I recall some years ago one of the leaders of a 3-D organization (way back when) went on record as saying something like, "I'd like to see the NFAA go defunct." or something to that effect. At that point, the major 3-D events started to be scheduled on the same weekends as the major NFAA events and in many cases, that continues to this very day. True, there are only so many weekends during the warm season, but... it is so uncanny that those 3-D events are continuously on that same weekend and the following or preceding weekend...nothing else big is going on? Coincidence? IDTS.

The ASA and IBO are ALL about tournaments and money winnings, period. There isn't anything else offered other than tournament play and money and some awards. NOTHING in the manner of personal achievement items.
There is way more potential of losing arrows and breaking equipment, but few complain about slinging $12 arrows off into the trees...but they sure complain when they have to shoot at a 4 foot square or round shooting backstop at MARKED distances farther than even 40 or 50 yards. Distance is only a lame excuse.
Nope...it is NOT the distances or number of arrows that is the problem. It is the total lack of promotion starting at individual and going thru to club, local, regional, sectional, and National levels. They all are dropping the ball and have for many years.
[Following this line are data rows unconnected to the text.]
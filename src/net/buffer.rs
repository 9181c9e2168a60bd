//! Packet buffer implementation
//!
//! Provides a byte buffer with the protocol's primitive read/write operations:
//! - Big-endian fixed width integers and IEEE-754 floats
//! - Single-byte booleans
//! - VarInt / VarLong (LEB128 over two's complement)
//! - Length-prefixed UTF-8 strings and byte arrays
//! - UUIDs as two big-endian longs
//!
//! Every read is bounds checked and fails with a [`CodecError`] instead of
//! reading past the end of the buffer.

use bytes::{BufMut, BytesMut};
use uuid::Uuid;

use crate::error::CodecError;

/// Maximum number of bytes in an encoded VarInt
pub const MAX_VARINT_LEN: usize = 5;

/// Maximum number of bytes in an encoded VarLong
pub const MAX_VARLONG_LEN: usize = 10;

/// Packet buffer for reading and writing protocol data
#[derive(Debug, Clone, Default)]
pub struct PacketBuffer {
    /// Internal byte buffer
    data: BytesMut,
    /// Current read position
    read_pos: usize,
}

impl PacketBuffer {
    /// Create a new empty packet buffer
    pub fn new() -> Self {
        Self::default()
    }

    /// Create a packet buffer with a specific capacity
    pub fn with_capacity(capacity: usize) -> Self {
        Self {
            data: BytesMut::with_capacity(capacity),
            read_pos: 0,
        }
    }

    /// Create a packet buffer from existing bytes
    pub fn from_bytes(bytes: &[u8]) -> Self {
        Self {
            data: BytesMut::from(bytes),
            read_pos: 0,
        }
    }

    /// Create a packet buffer by wrapping a BytesMut
    pub fn wrap(data: BytesMut) -> Self {
        Self { data, read_pos: 0 }
    }

    // ============ Properties ============

    /// Get the current read position
    #[inline]
    pub fn read_position(&self) -> usize {
        self.read_pos
    }

    /// Get the total length of the buffer
    #[inline]
    pub fn len(&self) -> usize {
        self.data.len()
    }

    /// Check if the buffer is empty
    #[inline]
    pub fn is_empty(&self) -> bool {
        self.data.is_empty()
    }

    /// Get the number of bytes remaining to read
    #[inline]
    pub fn remaining(&self) -> usize {
        self.data.len().saturating_sub(self.read_pos)
    }

    /// Check if there are bytes remaining to read
    #[inline]
    pub fn has_remaining(&self) -> bool {
        self.remaining() > 0
    }

    /// Get a reference to the underlying bytes
    #[inline]
    pub fn as_bytes(&self) -> &[u8] {
        &self.data
    }

    /// Get the underlying BytesMut
    #[inline]
    pub fn into_inner(self) -> BytesMut {
        self.data
    }

    /// Reset read position to start
    pub fn reset(&mut self) {
        self.read_pos = 0;
    }

    /// Fail unless `count` more bytes can be read
    #[inline]
    fn ensure(&self, count: usize) -> Result<(), CodecError> {
        if self.remaining() < count {
            return Err(CodecError::InsufficientData {
                expected: count,
                actual: self.remaining(),
            });
        }
        Ok(())
    }

    fn take<const N: usize>(&mut self) -> Result<[u8; N], CodecError> {
        self.ensure(N)?;
        let mut out = [0u8; N];
        out.copy_from_slice(&self.data[self.read_pos..self.read_pos + N]);
        self.read_pos += N;
        Ok(out)
    }

    // ============ Reading Methods ============

    /// Read an unsigned byte
    pub fn read_u8(&mut self) -> Result<u8, CodecError> {
        Ok(self.take::<1>()?[0])
    }

    /// Read a signed byte
    pub fn read_i8(&mut self) -> Result<i8, CodecError> {
        Ok(self.read_u8()? as i8)
    }

    /// Read a boolean (exactly 0 or 1)
    pub fn read_bool(&mut self) -> Result<bool, CodecError> {
        match self.read_u8()? {
            0 => Ok(false),
            1 => Ok(true),
            other => Err(CodecError::InvalidValue {
                field: "bool",
                value: other.to_string(),
            }),
        }
    }

    /// Read an unsigned big-endian short
    pub fn read_u16(&mut self) -> Result<u16, CodecError> {
        Ok(u16::from_be_bytes(self.take()?))
    }

    /// Read a signed big-endian short
    pub fn read_i16(&mut self) -> Result<i16, CodecError> {
        Ok(i16::from_be_bytes(self.take()?))
    }

    /// Read a signed big-endian int
    pub fn read_i32(&mut self) -> Result<i32, CodecError> {
        Ok(i32::from_be_bytes(self.take()?))
    }

    /// Read a signed big-endian long
    pub fn read_i64(&mut self) -> Result<i64, CodecError> {
        Ok(i64::from_be_bytes(self.take()?))
    }

    /// Read a big-endian 32-bit float
    pub fn read_f32(&mut self) -> Result<f32, CodecError> {
        Ok(f32::from_be_bytes(self.take()?))
    }

    /// Read a big-endian 64-bit float
    pub fn read_f64(&mut self) -> Result<f64, CodecError> {
        Ok(f64::from_be_bytes(self.take()?))
    }

    /// Read a VarInt (at most 5 bytes)
    pub fn read_varint(&mut self) -> Result<i32, CodecError> {
        let mut value: u32 = 0;
        for i in 0..MAX_VARINT_LEN {
            let byte = self.read_u8()?;
            value |= ((byte & 0x7f) as u32) << (7 * i);
            if byte & 0x80 == 0 {
                return Ok(value as i32);
            }
        }
        Err(CodecError::VarIntTooLong)
    }

    /// Read a VarLong (at most 10 bytes)
    pub fn read_varlong(&mut self) -> Result<i64, CodecError> {
        let mut value: u64 = 0;
        for i in 0..MAX_VARLONG_LEN {
            let byte = self.read_u8()?;
            value |= ((byte & 0x7f) as u64) << (7 * i);
            if byte & 0x80 == 0 {
                return Ok(value as i64);
            }
        }
        Err(CodecError::VarIntTooLong)
    }

    /// Read a VarInt that must not be negative, for use as a length
    fn read_length(&mut self, field: &'static str) -> Result<usize, CodecError> {
        let length = self.read_varint()?;
        usize::try_from(length).map_err(|_| CodecError::InvalidValue {
            field,
            value: length.to_string(),
        })
    }

    /// Read a length-prefixed UTF-8 string of at most `max_chars` characters
    pub fn read_string(&mut self, max_chars: usize) -> Result<String, CodecError> {
        let length = self.read_length("string length")?;
        // A character is at most 4 bytes in UTF-8
        if length > max_chars * 4 {
            return Err(CodecError::StringTooLong {
                max: max_chars,
                actual: length,
            });
        }
        let bytes = self.read_bytes(length)?;
        let value = String::from_utf8(bytes).map_err(|_| CodecError::InvalidStringEncoding)?;
        let chars = value.chars().count();
        if chars > max_chars {
            return Err(CodecError::StringTooLong {
                max: max_chars,
                actual: chars,
            });
        }
        Ok(value)
    }

    /// Read a length-prefixed byte array
    pub fn read_byte_array(&mut self) -> Result<Vec<u8>, CodecError> {
        let length = self.read_length("array length")?;
        self.read_bytes(length)
    }

    /// Read a UUID (two big-endian longs)
    pub fn read_uuid(&mut self) -> Result<Uuid, CodecError> {
        Ok(Uuid::from_bytes(self.take()?))
    }

    /// Read a specific number of bytes
    pub fn read_bytes(&mut self, length: usize) -> Result<Vec<u8>, CodecError> {
        self.ensure(length)?;
        let bytes = self.data[self.read_pos..self.read_pos + length].to_vec();
        self.read_pos += length;
        Ok(bytes)
    }

    /// Read everything that is left
    pub fn read_remaining(&mut self) -> Vec<u8> {
        let bytes = self.data[self.read_pos..].to_vec();
        self.read_pos = self.data.len();
        bytes
    }

    // ============ Writing Methods ============

    /// Write an unsigned byte
    pub fn write_u8(&mut self, value: u8) {
        self.data.put_u8(value);
    }

    /// Write a signed byte
    pub fn write_i8(&mut self, value: i8) {
        self.data.put_i8(value);
    }

    /// Write a boolean as a single byte
    pub fn write_bool(&mut self, value: bool) {
        self.data.put_u8(value as u8);
    }

    /// Write an unsigned big-endian short
    pub fn write_u16(&mut self, value: u16) {
        self.data.put_u16(value);
    }

    /// Write a signed big-endian short
    pub fn write_i16(&mut self, value: i16) {
        self.data.put_i16(value);
    }

    /// Write a signed big-endian int
    pub fn write_i32(&mut self, value: i32) {
        self.data.put_i32(value);
    }

    /// Write a signed big-endian long
    pub fn write_i64(&mut self, value: i64) {
        self.data.put_i64(value);
    }

    /// Write a big-endian 32-bit float
    pub fn write_f32(&mut self, value: f32) {
        self.data.put_f32(value);
    }

    /// Write a big-endian 64-bit float
    pub fn write_f64(&mut self, value: f64) {
        self.data.put_f64(value);
    }

    /// Write a VarInt
    pub fn write_varint(&mut self, value: i32) {
        let mut value = value as u32;
        loop {
            if value & !0x7f == 0 {
                self.data.put_u8(value as u8);
                return;
            }
            self.data.put_u8(((value & 0x7f) | 0x80) as u8);
            value >>= 7;
        }
    }

    /// Write a VarLong
    pub fn write_varlong(&mut self, value: i64) {
        let mut value = value as u64;
        loop {
            if value & !0x7f == 0 {
                self.data.put_u8(value as u8);
                return;
            }
            self.data.put_u8(((value & 0x7f) | 0x80) as u8);
            value >>= 7;
        }
    }

    /// Write a length-prefixed UTF-8 string
    pub fn write_string(&mut self, value: &str) {
        self.write_varint(value.len() as i32);
        self.data.extend_from_slice(value.as_bytes());
    }

    /// Write a length-prefixed byte array
    pub fn write_byte_array(&mut self, bytes: &[u8]) {
        self.write_varint(bytes.len() as i32);
        self.data.extend_from_slice(bytes);
    }

    /// Write a UUID as two big-endian longs
    pub fn write_uuid(&mut self, value: &Uuid) {
        self.data.extend_from_slice(value.as_bytes());
    }

    /// Write raw bytes
    pub fn write_bytes(&mut self, bytes: &[u8]) {
        self.data.extend_from_slice(bytes);
    }
}

/// Number of bytes `value` occupies when written as a VarInt
pub fn varint_size(value: i32) -> usize {
    let value = value as u32;
    match value {
        0..=0x7f => 1,
        0x80..=0x3fff => 2,
        0x4000..=0x1f_ffff => 3,
        0x20_0000..=0x0fff_ffff => 4,
        _ => 5,
    }
}

impl From<Vec<u8>> for PacketBuffer {
    fn from(vec: Vec<u8>) -> Self {
        Self::from_bytes(&vec)
    }
}

impl From<&[u8]> for PacketBuffer {
    fn from(slice: &[u8]) -> Self {
        Self::from_bytes(slice)
    }
}

impl AsRef<[u8]> for PacketBuffer {
    fn as_ref(&self) -> &[u8] {
        &self.data
    }
}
When was the last time you took some newbies out to a field range and showed them the ropes and explained things to them? When was the last time you took a close look at the flyers posted on bulletin boards and took the time to make sure that the FIELD SHOOT flyer(s), if any, weren't buried UNDER the ads for 3-D shoots?
Personally, I've had to move the field shoot flyers to the forefront and from under the 3-D event flyers too many times to count. Do I get tired of it? Yes, I do, but I will move the field tournament announcements and flyers to the forefront if I see that they've been cast aside or put asunder.

So back we are to the subject...ALL ABOUT TOURNAMENTS...and yet the IBO and ASA are only concerned with TOURNAMENT activity on a large scale and don't offer anything outside of the TOURNAMENT formats.
field14 (Tom D.)


----------



## carlosii (Feb 25, 2007)

yep, tournaments are where its at...as a geezer who will never wind up on the podium unless nobody else shows up, i will say shooting the tournaments with the idea that i'm going to try to better my previous score is a big motivator. beyond that i appreciate the fact that when i go to a tournament i'm going to be shooting with people i've come to know and whose company i enjoy.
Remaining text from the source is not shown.